Dan janganlah mencari-cari keburukan orang (QS. Al Hujurat, 49: 12).

Imam Ibnu Katsir mengatakan bahwa

Yakni sebagian dari kalian terhadap sebagian yang lain. Lafaz tajassus pada galibnya (umumnya) menunjukkan pengertian negatif (buruk), karena itulah mata-mata dalam bahasa Arabnya disebut jaras. Adapun mengenai lafaz tahassus pada umumnya ditujukan terhadap kebaikan, seperti pengertian yang terdapat di dalam firman Allah Swt. yang menceritakan perihal Nabi Ya'qub yang telah mengatakan kepada putra-putranya:

{يَا بَنِيَّ اذْهَبُوا فَتَحَسَّسُوا مِنْ يُوسُفَ وَأَخِيهِ وَلا تَيْأَسُوا مِنْ رَوْحِ اللَّهِ}

Hai anak-anakku, pergilah kamu, maka carilah berita tentang Yusuf dan saudaranya, dan jangan kamu berputus asa dari rahmat Allah (Yusuf: 87).

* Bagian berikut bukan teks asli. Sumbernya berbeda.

//! `nutriplan-infra` — runtime wiring around the pure forecasting crate.
//!
//! Readers stand in for the data-access layer, sinks for the presentation
//! layer; runners own their thread and are started/stopped explicitly.

pub mod forecast;

pub use forecast::{
    ForecastRunner, ForecastRunnerHandle, InMemoryInsightSink, InMemorySeriesReader, InsightSink,
};
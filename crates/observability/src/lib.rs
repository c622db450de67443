//! Tracing/logging setup shared by forecasting workers and their hosts.

/// Initialize process-wide observability (tracing/logging).
///
/// This is safe to call multiple times; subsequent calls become no-ops.
pub fn init() {
    tracing::init();
}

/// Initialize with human-readable output instead of JSON (local development).
pub fn init_pretty() {
    tracing::init_pretty();
}

/// Tracing configuration (filters, formatters).
pub mod tracing;
//! Noita (Lua mods under `mods/<name>/mod.xml`)

use super::{no_projectors, no_seed, DataPath, Executable, GameDef, GameType};
use crate::layout::{Fixer, LayoutRule, MarkerAtRoot, MarkerOneDown, Target, ValidMarker};
use crate::tree::EntryKind;

const MODS: &str = "mods";
const MOD_MARKER: &str = "mod.xml";

fn fixer() -> Fixer {
    Fixer::new()
        .then(MarkerAtRoot {
            marker: MOD_MARKER,
            kind: EntryKind::File,
            requires: None,
            target: Target::placeholder(MODS),
        })
        .then(MarkerOneDown {
            marker: MOD_MARKER,
            sibling: None,
            dest: MODS,
        })
}

pub static NOITA: GameDef = GameDef {
    game: GameType::Noita,
    name: "Noita",
    short_name: "noita",
    steam_app_id: Some(881100),
    steam_folder: "Noita",
    binary: "noita.exe",
    data_path: DataPath::Game(""),
    documents: None,
    saves: None,
    save_extension: None,
    ini_files: &[],
    executables: &[
        Executable::new("Noita", "noita.exe"),
        Executable::new("Noita Dev", "noita_dev.exe"),
    ],
    layout: LayoutRule::new(&[ValidMarker::Dir(MODS)]),
    fixer,
    content: None,
    projectors: no_projectors,
    data_dirs: &[""],
    seed_profile: no_seed,
    mappings: &[],
};

#[cfg(test)]
mod tests {
    use super::*;
    use crate::layout::{CheckReturn, FixOutcome};
    use crate::tree::ModTree;

    #[test]
    fn test_mods_dir_is_valid() {
        let tree = ModTree::from_paths("", &["mods/worms/mod.xml"]);
        assert_eq!(NOITA.layout.check(&tree), CheckReturn::Valid);
    }

    #[test]
    fn test_wrapped_mod_moves_under_mods() {
        let mut tree = ModTree::from_paths("", &["worms/mod.xml", "worms/init.lua", "README.md"]);
        assert!(fixer().fix(&mut tree).is_fixed());
        assert_eq!(
            tree.file_paths(),
            vec!["README.md", "mods/worms/init.lua", "mods/worms/mod.xml"]
        );
    }

    #[test]
    fn test_two_marked_folders_are_ambiguous() {
        let mut tree = ModTree::from_paths("", &["a/mod.xml", "b/mod.xml"]);
        assert_eq!(fixer().fix(&mut tree), FixOutcome::Unrecognized);
    }
}
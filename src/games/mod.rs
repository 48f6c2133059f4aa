//! Supported games and their plugin descriptors

mod crimeboss;
mod hitman;
mod noita;
mod packed;
mod payday;
mod titanfall;
mod zuma;

use crate::content::ContentTable;
use crate::error::{Error, Result};
use crate::host::GameDirs;
use crate::layout::{Fixer, LayoutRule};
use crate::projectors::Projector;
use serde::{Deserialize, Serialize};
use std::fmt;
use std::path::{Path, PathBuf};

/// Supported games
#[derive(Debug, Clone, Copy, PartialEq, Eq, Hash, Serialize, Deserialize)]
pub enum GameType {
    Payday2,
    PaydayTheHeist,
    Raid,
    CrimeBoss,
    Hitman3,
    Noita,
    Titanfall2,
    Zuma,
    CassetteBeasts,
    EmuVr,
    RoadToVostok,
}

impl GameType {
    /// Parse from stable game ID.
    pub fn from_id(id: &str) -> Option<Self> {
        Self::all()
            .iter()
            .copied()
            .find(|g| g.id().eq_ignore_ascii_case(id.trim()))
    }

    /// Like [`from_id`](Self::from_id), as a library error.
    pub fn parse(id: &str) -> Result<Self> {
        Self::from_id(id).ok_or_else(|| Error::UnknownGame(id.to_string()))
    }

    /// Get the game ID string
    pub fn id(&self) -> &'static str {
        self.def().short_name
    }

    /// Get the display name
    pub fn display_name(&self) -> &'static str {
        self.def().name
    }

    pub fn def(&self) -> &'static GameDef {
        match self {
            GameType::Payday2 => &payday::PAYDAY2,
            GameType::PaydayTheHeist => &payday::PAYDAY_THE_HEIST,
            GameType::Raid => &payday::RAID,
            GameType::CrimeBoss => &crimeboss::CRIME_BOSS,
            GameType::Hitman3 => &hitman::HITMAN3,
            GameType::Noita => &noita::NOITA,
            GameType::Titanfall2 => &titanfall::TITANFALL2,
            GameType::Zuma => &zuma::ZUMA,
            GameType::CassetteBeasts => &packed::CASSETTE_BEASTS,
            GameType::EmuVr => &packed::EMU_VR,
            GameType::RoadToVostok => &packed::ROAD_TO_VOSTOK,
        }
    }

    /// Get all supported game types
    pub fn all() -> &'static [GameType] {
        &[
            GameType::Payday2,
            GameType::PaydayTheHeist,
            GameType::Raid,
            GameType::CrimeBoss,
            GameType::Hitman3,
            GameType::Noita,
            GameType::Titanfall2,
            GameType::Zuma,
            GameType::CassetteBeasts,
            GameType::EmuVr,
            GameType::RoadToVostok,
        ]
    }
}

impl fmt::Display for GameType {
    fn fmt(&self, f: &mut fmt::Formatter<'_>) -> fmt::Result {
        f.write_str(self.display_name())
    }
}

/// Where mods are overlaid, relative to the game install unless noted
#[derive(Debug, Clone, Copy, PartialEq, Eq)]
pub enum DataPath {
    Game(&'static str),
    /// Under the roaming application data directory
    AppData(&'static str),
}

impl DataPath {
    pub fn resolve(&self, game_dir: &Path) -> PathBuf {
        match *self {
            DataPath::Game("") => game_dir.to_path_buf(),
            DataPath::Game(relative) => game_dir.join(relative),
            DataPath::AppData(relative) => directories::BaseDirs::new()
                .map(|dirs| dirs.config_dir().join(relative))
                .unwrap_or_else(|| game_dir.join(relative)),
        }
    }
}

/// A launch entry
#[derive(Debug, Clone, Copy, PartialEq, Eq)]
pub struct Executable {
    pub title: &'static str,
    /// Relative to the game directory
    pub binary: &'static str,
    pub arguments: &'static str,
}

impl Executable {
    pub const fn new(title: &'static str, binary: &'static str) -> Self {
        Self {
            title,
            binary,
            arguments: "",
        }
    }

    pub const fn with_arguments(mut self, arguments: &'static str) -> Self {
        self.arguments = arguments;
        self
    }

    pub fn file_name(&self) -> &'static str {
        self.binary.rsplit('/').next().unwrap_or(self.binary)
    }
}

/// Static description of one game's plugin
#[derive(Debug)]
pub struct GameDef {
    pub game: GameType,
    pub name: &'static str,
    pub short_name: &'static str,
    pub steam_app_id: Option<u32>,
    /// Folder under `steamapps/common`
    pub steam_folder: &'static str,
    pub binary: &'static str,
    pub data_path: DataPath,
    pub documents: Option<&'static str>,
    pub saves: Option<&'static str>,
    pub save_extension: Option<&'static str>,
    pub ini_files: &'static [&'static str],
    pub executables: &'static [Executable],
    pub layout: LayoutRule,
    pub fixer: fn() -> Fixer,
    pub content: Option<&'static ContentTable>,
    pub projectors: fn() -> Vec<Box<dyn Projector>>,
    /// Created under the data directory when a profile is initialized
    pub data_dirs: &'static [&'static str],
    pub seed_profile: fn(&GameDirs) -> Result<()>,
    /// `(profile file, game file)` pairs the host overlays
    pub mappings: &'static [(&'static str, &'static str)],
}

impl GameDef {
    /// Labelled descriptor fields that are set, for display
    pub fn details(&self) -> Vec<(&'static str, String)> {
        let mut details = Vec::new();
        if let Some(id) = self.steam_app_id {
            details.push(("Steam app", id.to_string()));
        }
        if let Some(documents) = self.documents {
            details.push(("Documents", documents.to_string()));
        }
        if let Some(saves) = self.saves {
            details.push(("Saves", saves.to_string()));
        }
        if let Some(extension) = self.save_extension {
            details.push(("Save files", format!("*.{extension}")));
        }
        if !self.ini_files.is_empty() {
            details.push(("Config files", self.ini_files.join(", ")));
        }
        details
    }
}

fn no_projectors() -> Vec<Box<dyn Projector>> {
    Vec::new()
}

fn no_seed(_dirs: &GameDirs) -> Result<()> {
    Ok(())
}

/// Game detection utilities
pub struct GameDetector;

impl GameDetector {
    /// Look for the game in every Steam library.
    pub fn detect(game: GameType) -> Option<PathBuf> {
        let def = game.def();
        Self::find_steam_libraries()
            .into_iter()
            .map(|steamapps| steamapps.join("common").join(def.steam_folder))
            .find(|install| install.join(def.binary).is_file())
    }

    /// Find all Steam library folders
    fn find_steam_libraries() -> Vec<PathBuf> {
        let mut libraries = Vec::new();

        let Some(home) = directories::BaseDirs::new().map(|d| d.home_dir().to_path_buf()) else {
            return libraries;
        };
        let possible_paths = [
            home.join(".steam/steam"),
            home.join(".local/share/Steam"),
            PathBuf::from("/usr/share/steam"),
        ];

        for base in possible_paths {
            let steamapps = base.join("steamapps");
            if !steamapps.exists() {
                continue;
            }
            if !libraries.contains(&steamapps) {
                libraries.push(steamapps.clone());
            }

            // Parse libraryfolders.vdf for additional libraries
            let vdf_path = steamapps.join("libraryfolders.vdf");
            if let Ok(content) = std::fs::read_to_string(&vdf_path) {
                for path in library_paths(&content) {
                    let lib_path = PathBuf::from(path).join("steamapps");
                    if lib_path.exists() && !libraries.contains(&lib_path) {
                        libraries.push(lib_path);
                    }
                }
            }
        }

        libraries
    }
}

/// `"path"` values of a `libraryfolders.vdf`
fn library_paths(vdf: &str) -> Vec<&str> {
    vdf.lines()
        .filter(|line| line.contains("\"path\""))
        .filter_map(|line| line.split('"').nth(3))
        .collect()
}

Tetapi adakalanya lafaz ini digunakan untuk pengertian negatif, seperti pengertian yang terdapat di dalam hadis sahih, bahwa Rasulullah sallallahu alaihi wasallam pernah bersabda:

"لَا تَجَسَّسُوا، وَلَا تَحَسَّسُوا، وَلَا تَبَاغَضُوا، وَلَا تَدَابَرُوا، وَكُونُوا عِبَادَ اللَّهِ إِخْوَانًا"

Janganlah kalian saling memata-matai dan janganlah pula saling mencari-cari kesalahan orang lain, dan janganlah pula saling membenci dan janganlah pula saling menjatuhkan, tetapi jadilah kamu sekalian hamba-hamba Allah yang bersaudara.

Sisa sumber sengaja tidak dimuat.